So if we rely solely on this approach, many legitimate users could end up being blocked incorrectly.

Using IP Address together with other information

In addition to the IP Address, we can collect more details from the client — for example, from the browser:

  • User-agent: operating system, browser, browser version, OS version

  • WebRTC data

  • Language settings, installed fonts

  • Screen resolution

  • And countless other signals.

This approach is known as Browser Fingerprinting. But keep in mind, all of these parameters can be faked by savvy users 😉.

Next, let’s take a look at some common algorithms for rate limiting.

Algorithms for limiting requests

Fixed window

The core idea of this algorithm:

  • Divide time into small fixed intervals.

  • Within each interval, only allow a certain number of requests from a user.

  • Any extra requests are dropped.

This algorithm is quite simple to understand and easy to implement.

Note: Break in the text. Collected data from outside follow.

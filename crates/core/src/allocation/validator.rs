//! Payment allocation validation.
//!
//! A payment is applied against one or more invoices. The whole
//! allocation set validates atomically: one bad allocation rejects the
//! batch and nothing is applied.

use serde::{Deserialize, Serialize};
use thiserror::Error;

use tally_shared::types::{InvoiceId, Money, PaymentId};

/// One slice of a payment applied to an invoice.
#[derive(Debug, Clone, Serialize, Deserialize)]
pub struct PaymentAllocation {
    /// The payment being applied.
    pub payment_id: PaymentId,
    /// The invoice receiving the allocation.
    pub invoice_id: InvoiceId,
    /// The allocated amount, in the payment currency.
    pub amount: Money,
}

/// The outcome of a successful allocation validation.
#[derive(Debug, Clone, Serialize, Deserialize)]
pub struct AllocationValidation {
    /// Sum of all allocations.
    pub total_allocated: Money,
    /// Payment amount left unapplied (zero when fully allocated).
    pub remaining_amount: Money,
}

/// Errors rejecting a payment allocation batch.
#[derive(Debug, Error)]
pub enum AllocationError {
    /// An allocation is zero or negative.
    #[error("Allocation to invoice {invoice_id} must be positive, got {amount}")]
    NonPositiveAllocation {
        /// The target invoice.
        invoice_id: InvoiceId,
        /// The offending amount.
        amount: Money,
    },

    /// An allocation's currency differs from the payment's.
    #[error("Allocation to invoice {invoice_id} is in {allocation_currency}, payment is in {payment_currency}")]
    CurrencyMismatch {
        /// The target invoice.
        invoice_id: InvoiceId,
        /// The allocation's currency.
        allocation_currency: tally_shared::types::Currency,
        /// The payment's currency.
        payment_currency: tally_shared::types::Currency,
    },

    /// An invoice's outstanding amount is carried in a different currency
    /// than the payment's.
    #[error("Invoice {invoice_id} outstanding is in {outstanding_currency}, payment is in {payment_currency}")]
    OutstandingCurrencyMismatch {
        /// The mismatched invoice.
        invoice_id: InvoiceId,
        /// The currency of the invoice's outstanding amount.
        outstanding_currency: tally_shared::types::Currency,
        /// The payment's currency.
        payment_currency: tally_shared::types::Currency,
    },

    /// An allocation names an invoice the lookup cannot resolve.
    #[error("Unknown invoice {0}")]
    UnknownInvoice(InvoiceId),

    /// Allocations to an invoice exceed its outstanding amount.
    #[error("Allocation to invoice {invoice_id} exceeds outstanding by {over_amount}")]
    OverAllocation {
        /// The over-allocated invoice.
        invoice_id: InvoiceId,
        /// How far past outstanding the allocations go.
        over_amount: Money,
    },

    /// The allocation total exceeds the payment amount.
    #[error("Total allocated {total_allocated} exceeds payment amount {payment_amount}")]
    ExceedsPaymentAmount {
        /// Sum of all allocations.
        total_allocated: Money,
        /// The payment amount.
        payment_amount: Money,
    },

    /// Allocation arithmetic overflowed i64 minor units.
    #[error("Allocation amount overflow")]
    Overflow,
}

impl AllocationError {
    /// Returns the error code for API responses.
    #[must_use]
    pub const fn error_code(&self) -> &'static str {
        match self {
            Self::NonPositiveAllocation { .. } => "NON_POSITIVE_ALLOCATION",
            Self::CurrencyMismatch { .. } => "ALLOCATION_CURRENCY_MISMATCH",
            Self::OutstandingCurrencyMismatch { .. } => "OUTSTANDING_CURRENCY_MISMATCH",
            Self::UnknownInvoice(_) => "UNKNOWN_INVOICE",
            Self::OverAllocation { .. } => "OVER_ALLOCATION",
            Self::ExceedsPaymentAmount { .. } => "EXCEEDS_PAYMENT_AMOUNT",
            Self::Overflow => "ALLOCATION_OVERFLOW",
        }
    }

    /// Returns the HTTP status code for this error.
    #[must_use]
    pub const fn status_code(&self) -> u16 {
        match self {
            Self::UnknownInvoice(_) => 404,
            Self::OverAllocation { .. } | Self::ExceedsPaymentAmount { .. } => 409,
            Self::NonPositiveAllocation { .. }
            | Self::CurrencyMismatch { .. }
            | Self::OutstandingCurrencyMismatch { .. }
            | Self::Overflow => 400,
        }
    }
}

/// Stateless validator for payment allocation batches.
pub struct AllocationValidator;

impl AllocationValidator {
    /// Validate a payment's allocations against invoice outstanding
    /// amounts.
    ///
    /// `outstanding` resolves an invoice to its currently outstanding
    /// amount; `None` means the invoice is unknown to the caller.
    /// Allocations to the same invoice are aggregated before the
    /// outstanding check, so a batch cannot sidestep the ceiling by
    /// splitting.
    ///
    /// # Errors
    ///
    /// Any failed check rejects the whole batch; see [`AllocationError`].
    pub fn validate<O>(
        payment_amount: Money,
        allocations: &[PaymentAllocation],
        mut outstanding: O,
    ) -> Result<AllocationValidation, AllocationError>
    where
        O: FnMut(InvoiceId) -> Option<Money>,
    {
        let currency = payment_amount.currency();
        let mut total_allocated = Money::zero(currency);
        // Vec keyed by first appearance keeps error reporting in input order.
        let mut per_invoice: Vec<(InvoiceId, Money)> = Vec::new();

        for allocation in allocations {
            if allocation.amount.currency() != currency {
                return Err(AllocationError::CurrencyMismatch {
                    invoice_id: allocation.invoice_id,
                    allocation_currency: allocation.amount.currency(),
                    payment_currency: currency,
                });
            }
            if !allocation.amount.is_positive() {
                return Err(AllocationError::NonPositiveAllocation {
                    invoice_id: allocation.invoice_id,
                    amount: allocation.amount,
                });
            }

            total_allocated = total_allocated
                .checked_add(allocation.amount)
                .map_err(|_| AllocationError::Overflow)?;

            match per_invoice
                .iter_mut()
                .find(|(id, _)| *id == allocation.invoice_id)
            {
                Some((_, sum)) => {
                    *sum = sum
                        .checked_add(allocation.amount)
                        .map_err(|_| AllocationError::Overflow)?;
                }
                None => per_invoice.push((allocation.invoice_id, allocation.amount)),
            }
        }

        for (invoice_id, allocated) in &per_invoice {
            let outstanding_amount = outstanding(*invoice_id)
                .ok_or(AllocationError::UnknownInvoice(*invoice_id))?;
            if outstanding_amount.currency() != currency {
                return Err(AllocationError::OutstandingCurrencyMismatch {
                    invoice_id: *invoice_id,
                    outstanding_currency: outstanding_amount.currency(),
                    payment_currency: currency,
                });
            }
            if allocated.minor_units() > outstanding_amount.minor_units() {
                let over_amount = allocated
                    .checked_sub(outstanding_amount)
                    .map_err(|_| AllocationError::Overflow)?;
                return Err(AllocationError::OverAllocation {
                    invoice_id: *invoice_id,
                    over_amount,
                });
            }
        }

        if total_allocated.minor_units() > payment_amount.minor_units() {
            return Err(AllocationError::ExceedsPaymentAmount {
                total_allocated,
                payment_amount,
            });
        }

        let remaining_amount = payment_amount
            .checked_sub(total_allocated)
            .map_err(|_| AllocationError::Overflow)?;
        Ok(AllocationValidation {
            total_allocated,
            remaining_amount,
        })
    }
}

#[cfg(test)]
mod tests {
    use super::*;
    use std::collections::HashMap;
    use tally_shared::types::Currency;

    fn qar(minor: i64) -> Money {
        Money::from_minor(minor, Currency::Qar)
    }

    fn allocation(invoice_id: InvoiceId, amount: Money) -> PaymentAllocation {
        PaymentAllocation {
            payment_id: PaymentId::new(),
            invoice_id,
            amount,
        }
    }

    #[test]
    fn test_full_allocation() {
        let invoice = InvoiceId::new();
        let outstanding: HashMap<InvoiceId, Money> = [(invoice, qar(1000_00))].into();

        let result = AllocationValidator::validate(
            qar(1000_00),
            &[allocation(invoice, qar(1000_00))],
            |id| outstanding.get(&id).copied(),
        )
        .unwrap();

        assert_eq!(result.total_allocated, qar(1000_00));
        assert!(result.remaining_amount.is_zero());
    }

    #[test]
    fn test_partial_allocation_leaves_remainder() {
        let invoice = InvoiceId::new();
        let outstanding: HashMap<InvoiceId, Money> = [(invoice, qar(400_00))].into();

        let result = AllocationValidator::validate(
            qar(1000_00),
            &[allocation(invoice, qar(400_00))],
            |id| outstanding.get(&id).copied(),
        )
        .unwrap();

        assert_eq!(result.total_allocated, qar(400_00));
        assert_eq!(result.remaining_amount, qar(600_00));
    }

    #[test]
    fn test_allocation_across_multiple_invoices() {
        let first = InvoiceId::new();
        let second = InvoiceId::new();
        let outstanding: HashMap<InvoiceId, Money> =
            [(first, qar(300_00)), (second, qar(700_00))].into();

        let result = AllocationValidator::validate(
            qar(1000_00),
            &[
                allocation(first, qar(300_00)),
                allocation(second, qar(700_00)),
            ],
            |id| outstanding.get(&id).copied(),
        )
        .unwrap();

        assert_eq!(result.total_allocated, qar(1000_00));
        assert!(result.remaining_amount.is_zero());
    }

    #[test]
    fn test_over_allocation_rejected() {
        let invoice = InvoiceId::new();
        let outstanding: HashMap<InvoiceId, Money> = [(invoice, qar(500_00))].into();

        let result = AllocationValidator::validate(
            qar(1000_00),
            &[allocation(invoice, qar(500_01))],
            |id| outstanding.get(&id).copied(),
        );

        assert!(matches!(
            result,
            Err(AllocationError::OverAllocation { invoice_id, over_amount })
                if invoice_id == invoice && over_amount == qar(1)
        ));
    }

    #[test]
    fn test_split_allocations_cannot_sidestep_ceiling() {
        let invoice = InvoiceId::new();
        let outstanding: HashMap<InvoiceId, Money> = [(invoice, qar(500_00))].into();

        // Two allocations each under the ceiling but over it together.
        let result = AllocationValidator::validate(
            qar(1000_00),
            &[
                allocation(invoice, qar(300_00)),
                allocation(invoice, qar(300_00)),
            ],
            |id| outstanding.get(&id).copied(),
        );

        assert!(matches!(
            result,
            Err(AllocationError::OverAllocation { .. })
        ));
    }

    #[test]
    fn test_total_exceeding_payment_rejected() {
        let first = InvoiceId::new();
        let second = InvoiceId::new();
        let outstanding: HashMap<InvoiceId, Money> =
            [(first, qar(800_00)), (second, qar(800_00))].into();

        let result = AllocationValidator::validate(
            qar(1000_00),
            &[
                allocation(first, qar(800_00)),
                allocation(second, qar(800_00)),
            ],
            |id| outstanding.get(&id).copied(),
        );

        assert!(matches!(
            result,
            Err(AllocationError::ExceedsPaymentAmount { .. })
        ));
    }

    #[test]
    fn test_unknown_invoice_rejected() {
        let invoice = InvoiceId::new();

        let result = AllocationValidator::validate(
            qar(1000_00),
            &[allocation(invoice, qar(100_00))],
            |_| None,
        );

        assert!(matches!(
            result,
            Err(AllocationError::UnknownInvoice(id)) if id == invoice
        ));
    }

    #[test]
    fn test_zero_allocation_rejected() {
        let invoice = InvoiceId::new();
        let outstanding: HashMap<InvoiceId, Money> = [(invoice, qar(500_00))].into();

        let result = AllocationValidator::validate(
            qar(1000_00),
            &[allocation(invoice, qar(0))],
            |id| outstanding.get(&id).copied(),
        );

        assert!(matches!(
            result,
            Err(AllocationError::NonPositiveAllocation { .. })
        ));
    }

    #[test]
    fn test_currency_mismatch_rejected() {
        let invoice = InvoiceId::new();
        let outstanding: HashMap<InvoiceId, Money> = [(invoice, qar(500_00))].into();

        let result = AllocationValidator::validate(
            qar(1000_00),
            &[allocation(invoice, Money::from_minor(100_00, Currency::Usd))],
            |id| outstanding.get(&id).copied(),
        );

        assert!(matches!(
            result,
            Err(AllocationError::CurrencyMismatch { .. })
        ));
    }

    #[test]
    fn test_outstanding_currency_mismatch_rejected() {
        let invoice = InvoiceId::new();
        let outstanding: HashMap<InvoiceId, Money> =
            [(invoice, Money::from_minor(500_00, Currency::Usd))].into();

        let result = AllocationValidator::validate(
            qar(1000_00),
            &[allocation(invoice, qar(100_00))],
            |id| outstanding.get(&id).copied(),
        );

        assert!(matches!(
            result,
            Err(AllocationError::OutstandingCurrencyMismatch {
                invoice_id,
                outstanding_currency: Currency::Usd,
                payment_currency: Currency::Qar,
            }) if invoice_id == invoice
        ));
    }

    #[test]
    fn test_empty_allocations_leave_payment_unapplied() {
        let result =
            AllocationValidator::validate(qar(1000_00), &[], |_| None).unwrap();
        assert!(result.total_allocated.is_zero());
        assert_eq!(result.remaining_amount, qar(1000_00));
    }
}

However, it can lead to situations where, within a certain time span, more requests get processed than the intended limit.

Sliding window

This image illustrates the Sliding Window Counter rate-limiting algorithm. The x-axis represents time, segmented into 1-minute windows, further divided into 20-second subwindows. The y-axis represents the number of requests received. The current window (3:06–3:07) is highlighted in red, showing the active time frame for counting requests. The subsequent time windows (3:07, 3:08, etc.) follow the same structure, demonstrating how the sliding window moves forward over time. The rate-limiting r

This algorithm addresses the weakness of the Fixed Window approach by ensuring that within any given time span, only a certain number of requests from a user can be processed.

How it works:

  • The algorithm tracks the timestamps of incoming requests.

  • When a new request arrives, the system removes all expired timestamps (those older than the start of the current window).

  • If the remaining number of requests is still within the allowed limit, the new request is accepted; otherwise, it’s rejected.

  • Finally, the timestamp of the new request is added to the log.

Besides Sliding Window, another very popular algorithm is Token Bucket.

Token bucket

The Token Bucket algorithm works like a “bucket” with a fixed capacity. Tokens are added to the bucket at a constant rate over time (for example, 1 token per minute). Once the bucket is full, no more tokens can be added.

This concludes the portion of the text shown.